Brasília - O saldo final do ''esforço concentrado de votações'' pretendido pelo Congresso nesta semana se mostrou um fiasco. As prioridades dos senadores governistas eram a reforma do Judiciário, a Lei de Informática e a PPP, mas nenhum desses projetos reuniu acordo para votação. Deputados e senadores só conseguiram votar três medidas provisórias (MPs). ''Espero que, com a chegada da primavera, o mês de setembro incorpore um clima mais ameno e as pessoas entendam que é fundamental votar matérias importantes para o Brasil melhorar'', disse o presidente da Câmara, João Paulo Cunha (PT-SP).
O deputado se referiu ao acirramento das divergências entre governistas e oposição, a desencontros entre os partidos da própria base aliada ao Palácio do Planalto e ao baixo quórum que, juntos, inviabilizaram as principais votações.
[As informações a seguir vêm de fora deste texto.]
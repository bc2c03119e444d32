//! Use-case layer.
//!
//! # Responsibility
//! - Expose the controller that presentation layers drive.
//! - Keep callers decoupled from store and storage details.

pub mod notebook;
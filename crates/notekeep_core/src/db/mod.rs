//! SQLite bootstrap for the durable key-value store.
//!
//! # Responsibility
//! - Open file or in-memory connections with the pragmas core relies on.
//! - Bring the schema up to date before any key is read or written.
//!
//! # Invariants
//! - Schema version is tracked via `PRAGMA user_version`.
//! - A database written by a newer build is refused, not downgraded.

use std::error::Error;
use std::fmt::{Display, Formatter};
use std::path::PathBuf;

pub mod migrations;
mod open;

pub use open::{open_db, open_db_in_memory};

pub type DbResult<T> = Result<T, DbError>;

#[derive(Debug)]
pub enum DbError {
    /// The store file could not be opened or created.
    Open {
        path: PathBuf,
        source: rusqlite::Error,
    },
    /// Statement failure on an open store connection.
    Sqlite(rusqlite::Error),
    /// The store was migrated by a newer build.
    UnsupportedSchemaVersion {
        db_version: u32,
        latest_supported: u32,
    },
}

impl Display for DbError {
    fn fmt(&self, f: &mut Formatter<'_>) -> std::fmt::Result {
        match self {
            Self::Open { path, source } => write!(
                f,
                "failed to open key-value store at `{}`: {source}",
                path.display()
            ),
            Self::Sqlite(err) => write!(f, "key-value store query failed: {err}"),
            Self::UnsupportedSchemaVersion {
                db_version,
                latest_supported,
            } => write!(
                f,
                "key-value store schema v{db_version} was written by a newer build; this build reads up to v{latest_supported}"
            ),
        }
    }
}

impl Error for DbError {
    fn source(&self) -> Option<&(dyn Error + 'static)> {
        match self {
            Self::Open { source, .. } => Some(source),
            Self::Sqlite(err) => Some(err),
            Self::UnsupportedSchemaVersion { .. } => None,
        }
    }
}

impl From<rusqlite::Error> for DbError {
    fn from(value: rusqlite::Error) -> Self {
        Self::Sqlite(value)
    }
}
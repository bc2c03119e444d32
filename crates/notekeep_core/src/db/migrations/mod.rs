//! Ordered schema migrations.
//!
//! # Invariants
//! - `version` values are strictly increasing.
//! - Pending migrations run inside one transaction together with the
//!   `user_version` bump.

use crate::db::{DbError, DbResult};
use log::info;
use rusqlite::Connection;

#[derive(Debug, Clone, Copy)]
struct Migration {
    version: u32,
    sql: &'static str,
}

const MIGRATIONS: &[Migration] = &[Migration {
    version: 1,
    sql: include_str!("0001_kv_entries.sql"),
}];

/// Latest schema version this build understands.
pub fn latest_version() -> u32 {
    MIGRATIONS.last().map_or(0, |migration| migration.version)
}

/// Applies every migration newer than the stored `user_version`.
pub fn apply_migrations(conn: &mut Connection) -> DbResult<()> {
    let current = conn.query_row("PRAGMA user_version;", [], |row| row.get::<_, u32>(0))?;
    let latest = latest_version();

    if current > latest {
        return Err(DbError::UnsupportedSchemaVersion {
            db_version: current,
            latest_supported: latest,
        });
    }
    if current == latest {
        return Ok(());
    }

    let tx = conn.transaction()?;
    for migration in MIGRATIONS.iter().filter(|m| m.version > current) {
        tx.execute_batch(migration.sql)?;
        tx.pragma_update(None, "user_version", migration.version)?;
    }
    tx.commit()?;

    info!("event=db_migrate module=db status=ok from={current} to={latest}");
    Ok(())
}
use chrono::{Duration, Timelike, Utc};
use notekeep_core::db::open_db;
use notekeep_core::{
    CollectionKind, Command, KvStore, MemoryKvStore, NoteDraft, Notebook, NotebookError, Outcome,
    Priority, SqliteKvStore, StatusFilter, Tab, TodoDraft, ValidationError,
};
use std::collections::HashSet;

fn notebook() -> Notebook<MemoryKvStore> {
    Notebook::open(MemoryKvStore::new())
}

#[test]
fn groceries_note_is_searchable_and_categorized() {
    let mut book = notebook();
    let note = book
        .create_note(&NoteDraft::new("Groceries", "milk, eggs", "Home"))
        .unwrap();
    book.create_note(&NoteDraft::new("Standup", "agenda", "Work"))
        .unwrap();

    assert!(book.note_categories().contains(&"Home".to_string()));

    book.set_search("milk");
    let visible = book.visible_notes().to_vec();
    assert_eq!(visible, vec![note]);
}

#[test]
fn overdue_rent_clears_after_toggle() {
    let mut book = notebook();
    let yesterday = Utc::now() - Duration::days(1);
    let todo = book
        .create_todo(&TodoDraft::new("Pay rent", "Home", Priority::High).with_due_date(yesterday))
        .unwrap();
    assert!(!todo.completed);
    assert_eq!(book.todo_counts().overdue, 1);

    assert!(book.toggle_todo(&todo.id).unwrap());
    let counts = book.todo_counts();
    assert_eq!(counts.overdue, 0);
    assert_eq!(counts.completed, 1);
    assert_eq!(counts.active, 0);
}

#[test]
fn newest_items_come_first() {
    let mut book = notebook();
    let first = book.create_note(&NoteDraft::new("one", "", "")).unwrap();
    let second = book.create_note(&NoteDraft::new("two", "", "")).unwrap();

    let ids: Vec<_> = book.notes().iter().map(|n| n.id.clone()).collect();
    assert_eq!(ids, vec![second.id, first.id]);
}

#[test]
fn created_ids_are_unique() {
    let mut book = notebook();
    let mut ids = HashSet::new();
    for i in 0..50 {
        let note = book
            .create_note(&NoteDraft::new(format!("n{i}"), "", ""))
            .unwrap();
        assert!(ids.insert(note.id));
    }
    assert_eq!(book.notes().len(), 50);
}

#[test]
fn invalid_drafts_are_rejected_without_writes() {
    let mut book = notebook();
    let err = book
        .create_note(&NoteDraft::new("   ", "content", "Home"))
        .unwrap_err();
    assert!(matches!(
        err,
        NotebookError::Validation(ValidationError::EmptyTitle)
    ));
    let err = book
        .create_todo(&TodoDraft::new("", "Home", Priority::Low))
        .unwrap_err();
    assert!(matches!(
        err,
        NotebookError::Validation(ValidationError::EmptyText)
    ));

    assert!(book.notes().is_empty());
    assert!(book.todos().is_empty());
    assert!(book.store().is_empty());
}

#[test]
fn unknown_ids_are_noops_and_write_nothing() {
    let mut book = notebook();
    assert!(!book.delete_note("missing").unwrap());
    assert!(!book.toggle_todo("missing").unwrap());
    assert!(!book
        .edit_todo("missing", &TodoDraft::new("x", "", Priority::Low))
        .unwrap());
    assert!(!book
        .edit_note("missing", &NoteDraft::new("x", "", ""))
        .unwrap());
    assert!(book.notes().is_empty());
    assert!(book.store().is_empty());
}

#[test]
fn edit_keeps_position_and_creation_time() {
    let mut book = notebook();
    let older = book.create_note(&NoteDraft::new("old", "", "A")).unwrap();
    let newer = book.create_note(&NoteDraft::new("new", "", "A")).unwrap();

    assert!(book
        .edit_note(&older.id, &NoteDraft::new("old v2", "more", "B"))
        .unwrap());

    let notes: Vec<_> = book.notes().iter().cloned().collect();
    assert_eq!(notes[0].id, newer.id);
    assert_eq!(notes[1].id, older.id);
    assert_eq!(notes[1].title, "old v2");
    assert_eq!(notes[1].created_at, older.created_at);
    assert!(notes[1].updated_at >= notes[1].created_at);
}

#[test]
fn edit_todo_keeps_completion() {
    let mut book = notebook();
    let todo = book
        .create_todo(&TodoDraft::new("draft", "", Priority::Medium))
        .unwrap();
    book.toggle_todo(&todo.id).unwrap();

    book.edit_todo(&todo.id, &TodoDraft::new("final", "Work", Priority::High))
        .unwrap();
    let edited = book.todos().get(&todo.id).unwrap();
    assert!(edited.completed);
    assert_eq!(edited.text, "final");
    assert_eq!(edited.priority, Priority::High);
}

#[test]
fn delete_twice_equals_once() {
    let mut book = notebook();
    let keep = book.create_todo(&TodoDraft::new("keep", "", Priority::Low)).unwrap();
    let gone = book.create_todo(&TodoDraft::new("gone", "", Priority::Low)).unwrap();

    assert!(book.delete_todo(&gone.id).unwrap());
    assert!(!book.delete_todo(&gone.id).unwrap());
    assert_eq!(book.todos().len(), 1);
    assert!(book.todos().contains(&keep.id));
}

#[test]
fn each_mutation_persists_the_full_collection() {
    let mut book = notebook();
    let todo = book
        .create_todo(&TodoDraft::new("persist me", "", Priority::Low))
        .unwrap();
    book.toggle_todo(&todo.id).unwrap();

    let reopened = Notebook::open(book.into_store());
    let loaded = reopened.todos().get(&todo.id).unwrap();
    assert!(loaded.completed);
    assert_eq!(loaded.created_at, todo.created_at);
}

#[test]
fn reopened_todo_equals_in_memory_record() {
    let mut book = notebook();
    let due = (Utc::now() - Duration::days(1))
        .with_nanosecond(123_456_789)
        .unwrap();
    let mut draft = TodoDraft::new("Pay rent", "Home", Priority::High);
    draft.due_date = Some(due);
    let todo = book.create_todo(&draft).unwrap();

    let reopened = Notebook::open(book.into_store());
    let loaded = reopened.todos().get(&todo.id).unwrap();
    assert_eq!(loaded, &todo);
    assert_eq!(loaded.due_date.unwrap().nanosecond(), 123_000_000);
}

#[test]
fn commands_drive_state_and_view() {
    let mut book = notebook();
    let outcome = book
        .apply(Command::CreateTodo(TodoDraft::new("a", "Work", Priority::Low)))
        .unwrap();
    let Outcome::Created { id } = outcome else {
        panic!("expected created outcome");
    };
    book.apply(Command::CreateTodo(TodoDraft::new("b", "Home", Priority::Low)))
        .unwrap();
    assert_eq!(
        book.apply(Command::ToggleTodo(id.clone())).unwrap(),
        Outcome::Applied
    );
    assert_eq!(
        book.apply(Command::DeleteTodo("nope".to_string())).unwrap(),
        Outcome::Unchanged
    );

    book.apply(Command::SelectTab(Tab::Todos)).unwrap();
    book.apply(Command::SetStatusFilter(StatusFilter::Completed))
        .unwrap();
    let done: Vec<_> = book.visible_todos().iter().map(|t| t.id.clone()).collect();
    assert_eq!(done, vec![id]);

    book.apply(Command::SetStatusFilter(StatusFilter::All)).unwrap();
    book.apply(Command::SelectCategory("Home".to_string())).unwrap();
    assert_eq!(book.visible_todos().count(), 1);

    book.apply(Command::SelectTab(Tab::Notes)).unwrap();
    assert_eq!(book.view().tab, Tab::Notes);
    assert!(book.view().filter.category.is_empty());
}

#[test]
fn corrupted_storage_opens_as_empty_notebook() {
    let mut store = MemoryKvStore::new();
    store
        .set(CollectionKind::Notes.storage_key(), "definitely not json")
        .unwrap();
    let mut book = Notebook::open(store);
    assert!(book.notes().is_empty());

    book.create_note(&NoteDraft::new("fresh", "", "")).unwrap();
    assert_eq!(book.notes().len(), 1);
}

#[test]
fn sqlite_notebook_survives_reopen() {
    let dir = tempfile::tempdir().unwrap();
    let path = dir.path().join("notekeep.sqlite3");

    let note_id = {
        let conn = open_db(&path).unwrap();
        let mut book = Notebook::open(SqliteKvStore::try_new(&conn).unwrap());
        let note = book
            .create_note(&NoteDraft::new("Groceries", "milk", "Home"))
            .unwrap();
        note.id
    };

    let conn = open_db(&path).unwrap();
    let book = Notebook::open(SqliteKvStore::try_new(&conn).unwrap());
    let note = book.notes().get(&note_id).unwrap();
    assert_eq!(note.title, "Groceries");
    assert_eq!(book.note_categories(), vec!["Home"]);
}

#[test]
fn export_includes_everything() {
    let mut book = notebook();
    book.create_note(&NoteDraft::new("n", "", "")).unwrap();
    book.create_todo(&TodoDraft::new("t", "", Priority::Medium))
        .unwrap();

    let snapshot = book.export_snapshot().unwrap();
    assert!(snapshot.file_name.starts_with("notes-todos-backup-"));
    assert!(snapshot.file_name.ends_with(".json"));
    let doc: serde_json::Value = serde_json::from_str(&snapshot.contents).unwrap();
    assert_eq!(doc["notes"].as_array().unwrap().len(), 1);
    assert_eq!(doc["todos"].as_array().unwrap().len(), 1);
    assert!(doc["exportDate"].is_string());
}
Desde o recesso de julho, o Congresso procura promover semanas de ''esforço concentrado'' como forma de votar projetos de interesse do governo. Isso se dá porque tradicionalmente ocorre um recesso branco no Legislativo nos meses que antecedem as eleições.
O Senado aprovou as duas medidas provisórias (MPs) que estavam bloqueando a pauta de votações. Acordo de líderes garantiu a aprovação da MP que destina R$ 32 milhões em créditos extraordinários ao Ministério da Integração Nacional. Os recursos, já liberados pelo governo, serviram para o atendimento às populações vítimas de estiagem em Santa Catarina, Rio Grande do Sul, Paraná e Mato Grosso do Sul. Foi aprovado também projeto de lei de conversão proveniente da MP que libera auxílio emergencial financeiro para atendimento à população atingida por desastres, residentes nos municípios em estado de calamidade pública ou situação de emergência.